Question

Find the acceleration of the block of mass M in the situation of figure. The coefficient of friction between the two blocks is ${{\mu }_{1}}$ and that between the bigger block and the ground is ${{\mu }_{2}}$.

Answer 1

Hint: For the problems involving mass-pulley system, first we have to find all the accelerations acting on each of the given bodies. Then we have to draw the free body diagrams for each mass separately. Now by balancing the forces in both vertical and horizontal directions and then doing the necessary substitutions accordingly gives you the required acceleration.

Complete answer:
Let us assume that the body of mass M is accelerated towards the right with acceleration$a$and we are asked to determine this acceleration. The mass m attached to mass M will also have an acceleration of ‘a’ towards right and also, due to string constraint motion of the given system, the mass m also has an acceleration 2a in the downward direction.
Now that we have determined all the accelerations on the given masses, let us make free-body diagrams for each of the masses. The free-body diagram of mass m is given by,

We see that the forces acting on mass m are: frictional force between two surfaces, weight downward, tension upward, normal reaction towards left, force due acceleration towards right and force due acceleration 2a downward. Now by balancing the forces in the vertical direction, we get,
$mg-T-{{\mu }_{1}}R=m\left( 2a \right)$
But, $R=ma$
$\Rightarrow T=mg-2ma-{{\mu }_{1}}ma$ …………………………… (1)

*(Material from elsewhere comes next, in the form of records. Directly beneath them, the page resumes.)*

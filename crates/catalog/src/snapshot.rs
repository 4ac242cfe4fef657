use std::collections::{BTreeMap, HashMap};

use crate::codec::decode_embedding;
use crate::source::{CatalogDump, CategoryRow, ProductRow};
use crate::CatalogError;

/// A product that can take part in semantic search.
#[derive(Debug, Clone, PartialEq)]
pub struct ProductRecord {
    pub id: i64,
    pub name: String,
    pub category_id: Option<i64>,
    pub embedding: Vec<f32>,
    /// Row number of this product inside the vector index built from the snapshot.
    pub row: usize,
}

/// Immutable, read-only view over every embeddable product.
///
/// Built once (or rebuilt wholesale on reload) and then shared behind an
/// `Arc`. `records()[i].row == i` holds for every record, so an index built by
/// walking [`records`](Self::records) in order maps its rows straight back
/// through [`by_row`](Self::by_row).
#[derive(Debug, Clone, Default)]
pub struct CatalogSnapshot {
    records: Vec<ProductRecord>,
    by_id: HashMap<i64, usize>,
    categories: BTreeMap<i64, String>,
    dimension: usize,
    skipped: usize,
}

impl CatalogSnapshot {
    /// Builds a snapshot from raw rows.
    ///
    /// Rows without an embedding are skipped. Every kept row must decode to a
    /// non-empty vector of the same dimension and carry a unique product id.
    pub fn build<I>(rows: I, categories: Vec<CategoryRow>) -> Result<Self, CatalogError>
    where
        I: IntoIterator<Item = ProductRow>,
    {
        let mut records = Vec::new();
        let mut by_id = HashMap::new();
        let mut dimension = 0usize;
        let mut skipped = 0usize;

        for row in rows {
            let Some(blob) = row.product_embedding.as_deref() else {
                skipped += 1;
                continue;
            };
            let embedding = decode_embedding(row.product_id, blob)?;
            if embedding.is_empty() {
                return Err(CatalogError::EmptyEmbedding {
                    product_id: row.product_id,
                });
            }
            if dimension == 0 {
                dimension = embedding.len();
            } else if embedding.len() != dimension {
                return Err(CatalogError::DimensionMismatch {
                    product_id: row.product_id,
                    expected: dimension,
                    got: embedding.len(),
                });
            }

            let position = records.len();
            if by_id.insert(row.product_id, position).is_some() {
                return Err(CatalogError::DuplicateProduct(row.product_id));
            }
            records.push(ProductRecord {
                id: row.product_id,
                name: row.product_name,
                category_id: row.category_id,
                embedding,
                row: position,
            });
        }

        let categories = categories
            .into_iter()
            .map(|c| (c.category_id, c.category_name))
            .collect();

        tracing::info!(
            products = records.len(),
            skipped_without_embedding = skipped,
            dimension,
            "catalog snapshot built"
        );

        Ok(Self {
            records,
            by_id,
            categories,
            dimension,
            skipped,
        })
    }

    /// Convenience wrapper over [`build`](Self::build) for a full dump.
    pub fn from_dump(dump: CatalogDump) -> Result<Self, CatalogError> {
        Self::build(dump.products, dump.categories)
    }

    pub fn records(&self) -> &[ProductRecord] {
        &self.records
    }

    /// Record stored at index row `row`.
    pub fn by_row(&self, row: usize) -> Option<&ProductRecord> {
        self.records.get(row)
    }

    pub fn get(&self, product_id: i64) -> Option<&ProductRecord> {
        self.by_id.get(&product_id).map(|&pos| &self.records[pos])
    }

    pub fn len(&self) -> usize {
        self.records.len()
    }

    pub fn is_empty(&self) -> bool {
        self.records.is_empty()
    }

    /// Embedding dimension shared by all records, `0` for an empty snapshot.
    pub fn dimension(&self) -> usize {
        self.dimension
    }

    /// Rows dropped at build time because they had no embedding.
    pub fn skipped(&self) -> usize {
        self.skipped
    }

    pub fn category_name(&self, category_id: i64) -> Option<&str> {
        self.categories.get(&category_id).map(String::as_str)
    }

    /// Known categories in ascending id order.
    pub fn categories(&self) -> impl Iterator<Item = (i64, &str)> {
        self.categories.iter().map(|(id, name)| (*id, name.as_str()))
    }

    /// Number of embedded products per category id.
    pub fn category_counts(&self) -> BTreeMap<i64, usize> {
        let mut counts = BTreeMap::new();
        for record in &self.records {
            if let Some(category_id) = record.category_id {
                *counts.entry(category_id).or_insert(0) += 1;
            }
        }
        counts
    }
}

Free body diagram of mass M:

Balancing the vertical forces on M, we get,
${{R}_{2}}=Mg+{{\mu }_{1}}ma+T$ ……………………………. (2)
Balancing the horizontal forces on M gives,
$2T-{{R}_{1}}-{{\mu }_{2}}{{R}_{2}}=Ma$
Substituting (2),
$2T-ma-{{\mu }_{2}}\left( Mg+{{\mu }_{1}}ma+T \right)=Ma$
Substituting (1),
$2\left( mg-2ma-{{\mu }_{1}}ma \right)-ma-{{\mu }_{2}}\left( Mg+{{\mu }_{1}}ma+mg-2ma-{{\mu }_{1}}ma \right)=Ma$
$\Rightarrow 2mg-5ma-2{{\mu }_{1}}ma+2{{\mu }_{2}}ma-{{\mu }_{2}}Mg-{{\mu }_{2}}mg=Ma$
$\Rightarrow Ma+5ma+2{{\mu }_{1}}ma-2{{\mu }_{2}}ma=2mg-{{\mu }_{2}}Mg-{{\mu }_{2}}mg$
$\Rightarrow a\left( M+m\left( 5+2\left( {{\mu }_{1}}-{{\mu }_{2}} \right) \right) \right)=g\left( 2m-{{\mu }_{2}}\left( M+m \right) \right)$
$\Rightarrow a=\dfrac{\left( 2m-{{\mu }_{2}}\left( M+m \right) \right)g}{\left( M+m\left( 5+2\left( {{\mu }_{1}}-{{\mu }_{2}} \right) \right) \right)}$
Hence we get the acceleration of the block of mass M as,
$a=\dfrac{\left( 2m-{{\mu }_{2}}\left( M+m \right) \right)g}{\left( M+m\left( 5+2\left( {{\mu }_{1}}-{{\mu }_{2}} \right) \right) \right)}$

Note:
While drawing the free body diagrams, make sure that you don’t miss any of the forces acting on the masses. While marking the accelerations on the bodies keep in mind that you are dealing with a string constraint system. Also, chances are that you may miss normal forces while substituting, so take care of that too.